- Date: 27 April 2023
- Location: International Convention Centre Sydney, Australia
- Website: apraamcos.com.au/awards/

= APRA Music Awards of 2023 =

2023 Australian music award ceremony

The APRA Music Awards of 2023 were the 41st annual series, known as the APRA Awards. The awards are given in a series of categories in three divisions and in separate ceremonies throughout the year: the APRA Music Awards, Art Music Awards and Screen Music Awards.

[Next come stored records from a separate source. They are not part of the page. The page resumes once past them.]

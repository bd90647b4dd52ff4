//! Generation backend that returns the submitted image.

use async_trait::async_trait;
use tracing::debug;

use super::{GenerationBackend, OutputAsset};
use crate::error::GenerationError;
use crate::media::ImageData;

/// Offline backend for local development: the "generated" image is the input.
#[derive(Debug, Clone, Copy, Default)]
pub struct DryRunBackend;

impl DryRunBackend {
    pub fn new() -> Self {
        Self
    }
}

#[async_trait]
impl GenerationBackend for DryRunBackend {
    fn name(&self) -> &str {
        "dry-run"
    }

    async fn submit(
        &self,
        instructions: &str,
        image: &ImageData,
    ) -> Result<Vec<OutputAsset>, GenerationError> {
        debug!(
            instructions_len = instructions.len(),
            image_bytes = image.len(),
            "Dry-run generation"
        );

        Ok(vec![
            OutputAsset::new("text/plain", "dry run: image returned unchanged"),
            OutputAsset::new(image.media_type.clone(), image.data.clone()),
        ])
    }
}
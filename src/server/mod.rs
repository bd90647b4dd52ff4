//! HTTP server layer for the photo service.
//!
//! # Architecture
//!
//! ```text
//! ┌─────────────────────────────────────────────────────────────────┐
//! │                         HTTP Layer                              │
//! │        POST /api/generate   GET /result/{id}   ...              │
//! │                                                                 │
//! │  ┌─────────────┐  ┌─────────────┐  ┌─────────────────────────┐  │
//! │  │  handlers   │  │    share    │  │        routes           │  │
//! │  │ (requests)  │  │ (HTML page) │  │  (router config)        │  │
//! │  └─────────────┘  └─────────────┘  └─────────────────────────┘  │
//! └─────────────────────────────────────────────────────────────────┘
//! ```

pub mod handlers;
pub mod routes;
pub mod share;

pub use handlers::{
    blob_handler, generate_handler, health_handler, pipeline_error_status, quota_handler,
    result_handler, share_handler, upload_handler, AppState, ClientIdentifier, ErrorResponse,
    GenerateBody, HandlerError, HealthResponse, UploadResponse,
};
pub use routes::{create_router, RouterConfig};
pub use share::{generate_not_found_html, generate_share_html};
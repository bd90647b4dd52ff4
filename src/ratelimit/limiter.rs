//! Fixed-window rate limiter.

use std::sync::Arc;
use std::time::Duration;

use serde::{Deserialize, Serialize};
use tracing::debug;

use super::{
    QuotaCounter, DEFAULT_RATE_LIMIT, DEFAULT_RATE_LIMIT_PREFIX, DEFAULT_RATE_LIMIT_WINDOW_SECS,
};
use crate::clock::{Clock, SystemClock};
use crate::error::RateLimitError;

// =============================================================================
// Policy
// =============================================================================

/// Quota policy: `limit` units per identifier per fixed `window`.
#[derive(Debug, Clone, PartialEq, Eq)]
pub struct RateLimitPolicy {
    /// Units allowed per window
    pub limit: u32,

    /// Window length; windows are aligned to the Unix epoch
    pub window: Duration,

    /// Prefix for counter keys in the backing store
    pub prefix: String,
}

impl RateLimitPolicy {
    /// Create a policy with the default key prefix.
    pub fn new(limit: u32, window: Duration) -> Self {
        Self {
            limit,
            window,
            prefix: DEFAULT_RATE_LIMIT_PREFIX.to_string(),
        }
    }

    /// Set the counter key prefix.
    pub fn with_prefix(mut self, prefix: impl Into<String>) -> Self {
        self.prefix = prefix.into();
        self
    }

    fn window_millis(&self) -> u64 {
        u64::try_from(self.window.as_millis())
            .unwrap_or(u64::MAX)
            .max(1)
    }
}

impl Default for RateLimitPolicy {
    /// Two units per day.
    fn default() -> Self {
        Self::new(
            DEFAULT_RATE_LIMIT,
            Duration::from_secs(DEFAULT_RATE_LIMIT_WINDOW_SECS),
        )
    }
}

// =============================================================================
// Rate Limit Info
// =============================================================================

/// Outcome of a quota check, returned to callers on every response.
#[derive(Debug, Clone, Copy, PartialEq, Eq, Serialize, Deserialize)]
pub struct RateLimitInfo {
    /// Whether the attempted consumption was permitted
    pub success: bool,

    /// Units left in the current window (0 when rejected)
    pub remaining: u32,

    /// Units allowed per window
    pub limit: u32,

    /// Epoch milliseconds at which the current window ends
    pub reset: u64,
}

impl RateLimitInfo {
    /// Info reported when the quota could not be checked at all.
    pub fn unavailable(limit: u32) -> Self {
        Self {
            success: false,
            remaining: 0,
            limit,
            reset: 0,
        }
    }
}

// =============================================================================
// Rate Limiter
// =============================================================================

/// Fixed-window quota enforcement over a [`QuotaCounter`].
///
/// The current window index is `now / window`; the counter key is
/// `{prefix}:{identifier}:{index}`, so a counter logically resets as soon as
/// the clock crosses into the next window, whatever the store does with the
/// old key.
#[derive(Clone)]
pub struct RateLimiter {
    counter: Arc<dyn QuotaCounter>,
    policy: RateLimitPolicy,
    clock: Arc<dyn Clock>,
}

impl RateLimiter {
    /// Create a limiter using the system clock.
    pub fn new(counter: Arc<dyn QuotaCounter>, policy: RateLimitPolicy) -> Self {
        Self::with_clock(counter, policy, Arc::new(SystemClock))
    }

    /// Create a limiter with an explicit clock.
    pub fn with_clock(
        counter: Arc<dyn QuotaCounter>,
        policy: RateLimitPolicy,
        clock: Arc<dyn Clock>,
    ) -> Self {
        Self {
            counter,
            policy,
            clock,
        }
    }

    /// The policy in force.
    pub fn policy(&self) -> &RateLimitPolicy {
        &self.policy
    }

    /// Per-window quota.
    pub fn limit(&self) -> u32 {
        self.policy.limit
    }

    /// Current time according to the limiter's clock.
    pub fn now_millis(&self) -> u64 {
        self.clock.now_millis()
    }

    /// Consume one unit for `identifier` if any remain in the current window.
    pub async fn check_and_consume(
        &self,
        identifier: &str,
    ) -> Result<RateLimitInfo, RateLimitError> {
        let (key, reset) = self.current_window(identifier);
        let limit = self.policy.limit;

        let info = match self.counter.try_consume(&key, limit, reset).await? {
            Some(used) => RateLimitInfo {
                success: true,
                remaining: limit.saturating_sub(used),
                limit,
                reset,
            },
            None => RateLimitInfo {
                success: false,
                remaining: 0,
                limit,
                reset,
            },
        };

        debug!(
            identifier = identifier,
            success = info.success,
            remaining = info.remaining,
            "Quota checked"
        );

        Ok(info)
    }

    /// Report the quota for `identifier` without consuming anything.
    pub async fn peek(&self, identifier: &str) -> Result<RateLimitInfo, RateLimitError> {
        let (key, reset) = self.current_window(identifier);
        let limit = self.policy.limit;
        let used = self.counter.used(&key).await?;
        let remaining = limit.saturating_sub(used);

        Ok(RateLimitInfo {
            success: remaining > 0,
            remaining,
            limit,
            reset,
        })
    }

    /// Counter key and window end for `identifier` at the current instant.
    fn current_window(&self, identifier: &str) -> (String, u64) {
        let window = self.policy.window_millis();
        let index = self.clock.now_millis() / window;
        let reset = index.saturating_add(1).saturating_mul(window);
        let key = format!("{}:{}:{}", self.policy.prefix, identifier, index);
        (key, reset)
    }
}

// =============================================================================
// Tests
// =============================================================================
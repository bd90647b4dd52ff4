use thiserror::Error;

/// Errors from the quota counter backing store.
#[derive(Debug, Clone, Error)]
pub enum RateLimitError {
    /// The counter store could not be reached
    #[error("Rate limit backend unavailable: {0}")]
    Unavailable(String),

    /// The counter store answered with something we could not interpret
    #[error("Unexpected rate limit backend reply: {0}")]
    Protocol(String),
}

/// Upload acceptance failures. Messages are shown to the caller verbatim.
#[derive(Debug, Clone, PartialEq, Eq, Error)]
pub enum ValidationError {
    /// No image was attached to the request
    #[error("No file uploaded")]
    MissingImage,

    /// Declared media type is not an image
    #[error("File must be an image")]
    NotAnImage { media_type: String },

    /// Payload exceeds the upload ceiling
    #[error(
        "File too large. Maximum size is {}. Please try a smaller image.",
        format_size(.max_bytes)
    )]
    TooLarge { size: usize, max_bytes: usize },

    /// Image payload is not valid base64
    #[error("Image data is not valid base64")]
    InvalidEncoding,

    /// Data URL could not be parsed
    #[error("Invalid data URL format")]
    InvalidDataUrl,

    /// Request body could not be read as the expected shape
    #[error("Invalid request body: {0}")]
    MalformedBody(String),
}

/// Errors from the external image generation capability.
#[derive(Debug, Clone, Error)]
pub enum GenerationError {
    /// Network or connection error talking to the vendor
    #[error("Generation transport error: {0}")]
    Transport(String),

    /// The call did not complete within the configured timeout
    #[error("Generation timed out after {seconds}s")]
    Timeout { seconds: u64 },

    /// Vendor returned a non-success status
    #[error("Generation service returned {status}: {message}")]
    Vendor { status: u16, message: String },

    /// Vendor response could not be decoded
    #[error("Malformed generation response: {0}")]
    MalformedResponse(String),

    /// Response contained no image asset
    #[error("no image produced")]
    NoImageProduced,
}

/// Errors from blob uploads and result record persistence.
#[derive(Debug, Clone, Error)]
pub enum StoreError {
    /// Blob upload failed
    #[error("Blob upload failed for {key}: {message}")]
    Upload { key: String, message: String },

    /// Record write failed
    #[error("Record write failed for {key}: {message}")]
    Write { key: String, message: String },

    /// Record read failed
    #[error("Record read failed for {key}: {message}")]
    Read { key: String, message: String },

    /// A record already exists under the freshly generated id
    #[error("Result id collision: {0}")]
    IdCollision(String),

    /// Stored record could not be decoded
    #[error("Malformed result record {key}: {message}")]
    MalformedRecord { key: String, message: String },
}

/// Failures of a single pipeline run, one variant per caller-visible class.
#[derive(Debug, Clone, Error)]
pub enum PipelineError {
    /// Upload was malformed, missing, oversized or not an image
    #[error(transparent)]
    Validation(#[from] ValidationError),

    /// Identifier has no quota left in the current window
    #[error("Daily limit of {limit} reached, resets in {retry_after_secs}s")]
    QuotaExceeded {
        limit: u32,
        reset: u64,
        retry_after_secs: u64,
    },

    /// Quota could not be checked; treated as a refusal
    #[error(transparent)]
    RateLimiter(#[from] RateLimitError),

    /// Generation call failed or produced no image
    #[error(transparent)]
    Generation(#[from] GenerationError),

    /// Generated image could not be durably saved
    #[error(transparent)]
    Persistence(#[from] StoreError),
}

impl PipelineError {
    /// Message shown to the caller.
    ///
    /// Validation and quota messages are specific; backend failures map to
    /// fixed texts so vendor and storage details stay in the logs.
    pub fn public_message(&self) -> String {
        match self {
            PipelineError::Validation(e) => e.to_string(),
            PipelineError::QuotaExceeded {
                limit,
                retry_after_secs,
                ..
            } => format!(
                "You've reached the daily limit of {} images. Try again in {}.",
                limit,
                format_wait(*retry_after_secs)
            ),
            PipelineError::RateLimiter(_) => {
                "Unable to check your remaining quota. Please try again later.".to_string()
            }
            PipelineError::Generation(_) => {
                "Failed to generate image. Please try again.".to_string()
            }
            PipelineError::Persistence(_) => {
                "Failed to save your image. Please try again.".to_string()
            }
        }
    }
}

/// Exact size in the largest unit that divides it: `3MB`, `512KB` or `1500000 bytes`.
fn format_size(bytes: &usize) -> String {
    const KIB: usize = 1024;
    const MIB: usize = 1024 * 1024;
    match *bytes {
        0 => "0 bytes".to_string(),
        b if b % MIB == 0 => format!("{}MB", b / MIB),
        b if b % KIB == 0 => format!("{}KB", b / KIB),
        b => format!("{} bytes", b),
    }
}

/// Human-readable wait such as `3h 20m` or `5m`.
fn format_wait(secs: u64) -> String {
    let minutes = secs.div_ceil(60).max(1);
    let (hours, minutes) = (minutes / 60, minutes % 60);
    match (hours, minutes) {
        (0, m) => format!("{}m", m),
        (h, 0) => format!("{}h", h),
        (h, m) => format!("{}h {}m", h, m),
    }
}
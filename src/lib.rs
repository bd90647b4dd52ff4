//! # Festive Photo
//!
//! A service that turns uploaded photos into Christmas scenes, limited to a
//! small number of generations per client per day.
//!
//! Each request runs through a fixed pipeline: the caller's daily quota is
//! consumed, the image is bounded in size, instructions are composed, an
//! image model produces the festive version, and the before/after pair is
//! saved under a short shareable id.
//!
//! ## Features
//!
//! - **Atomic fixed-window quotas**: Redis Lua script or in-process counter
//! - **Best-effort image normalization**: downscale and re-encode, never fail
//! - **Pluggable generation backend**: Gemini `generateContent` or dry run
//! - **Before/after persistence**: S3 (or memory) blobs plus TTL'd records
//! - **Shareable result pages**: Open Graph and Twitter card metadata
//!
//! ## Architecture
//!
//! The library is organized into several modules:
//!
//! - [`ratelimit`] - Quota counters and the fixed-window limiter
//! - [`media`] - Image payloads, upload validation and normalization
//! - [`prompt`] - Instruction text for the model
//! - [`generation`] - Generation client and vendor backends
//! - [`store`] - Blob and record stores, result persistence
//! - [`pipeline`] - The per-request orchestrator
//! - [`server`] - Axum-based HTTP server and routes
//! - [`config`] - CLI and configuration types
//!
//! ## Example
//!
//! ```rust,no_run
//! use std::sync::Arc;
//!
//! use festive_photo::{
//!     create_router, AppState, DryRunBackend, GenerationClient, GenerationPipeline,
//!     ImagePreprocessor, MemoryBlobStore, MemoryQuotaCounter, MemoryRecordStore,
//!     RateLimitPolicy, RateLimiter, ResultStore, RouterConfig,
//! };
//!
//! #[tokio::main]
//! async fn main() {
//!     let blobs = Arc::new(MemoryBlobStore::new("http://localhost:3000"));
//!     let pipeline = GenerationPipeline::new(
//!         RateLimiter::new(Arc::new(MemoryQuotaCounter::new()), RateLimitPolicy::default()),
//!         ImagePreprocessor::default(),
//!         GenerationClient::new(Arc::new(DryRunBackend::new())),
//!         ResultStore::new(blobs.clone(), Arc::new(MemoryRecordStore::new())),
//!     );
//!
//!     let state = AppState::new(pipeline, "http://localhost:3000").with_memory_blobs(blobs);
//!     let router = create_router(state, RouterConfig::new());
//!
//!     // Start the server...
//! }
//! ```

pub mod clock;
pub mod config;
pub mod error;
pub mod generation;
pub mod media;
pub mod pipeline;
pub mod prompt;
pub mod ratelimit;
pub mod server;
pub mod store;

// Re-export commonly used types
pub use clock::{Clock, SystemClock};
pub use config::{CheckConfig, Cli, Command, GeneratorKind, ServeConfig};
pub use error::{GenerationError, PipelineError, RateLimitError, StoreError, ValidationError};
pub use generation::{
    DryRunBackend, GeminiBackend, GeminiConfig, GenerationBackend, GenerationClient, OutputAsset,
};
pub use media::{validate_upload, EncodedImage, ImageData, ImagePreprocessor};
pub use pipeline::{GenerationPipeline, GenerationRequest, PipelineFailure, PipelineResponse};
pub use ratelimit::{
    client_identifier, MemoryQuotaCounter, QuotaCounter, RateLimitInfo, RateLimitPolicy,
    RateLimiter, RedisQuotaCounter,
};
pub use server::{create_router, AppState, ClientIdentifier, ErrorResponse, RouterConfig};
pub use store::{
    create_s3_client, BlobStore, MemoryBlobStore, MemoryRecordStore, PhotoResult, RecordStore,
    RedisRecordStore, ResultStore, S3BlobStore,
};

The APRA Music Awards are provided by APRA AMCOS (Australasian Performing Right Association and Australasian Mechanical Copyright Owners Society) and celebrate excellence in contemporary music, honouring songwriters and publishers that have achieved artistic excellence and outstanding success in their fields. In January, 20 songs shortlisted for Song of the Year were announced. On 30 March 2023, the final nominations were provided. Winners of the 2023 Ted Albert Award for Outstanding Services to Australian Music were Colin Hay and Colleen Ironside. APRA Music Awards were presented on 27 April 2023 at International Convention Centre Sydney.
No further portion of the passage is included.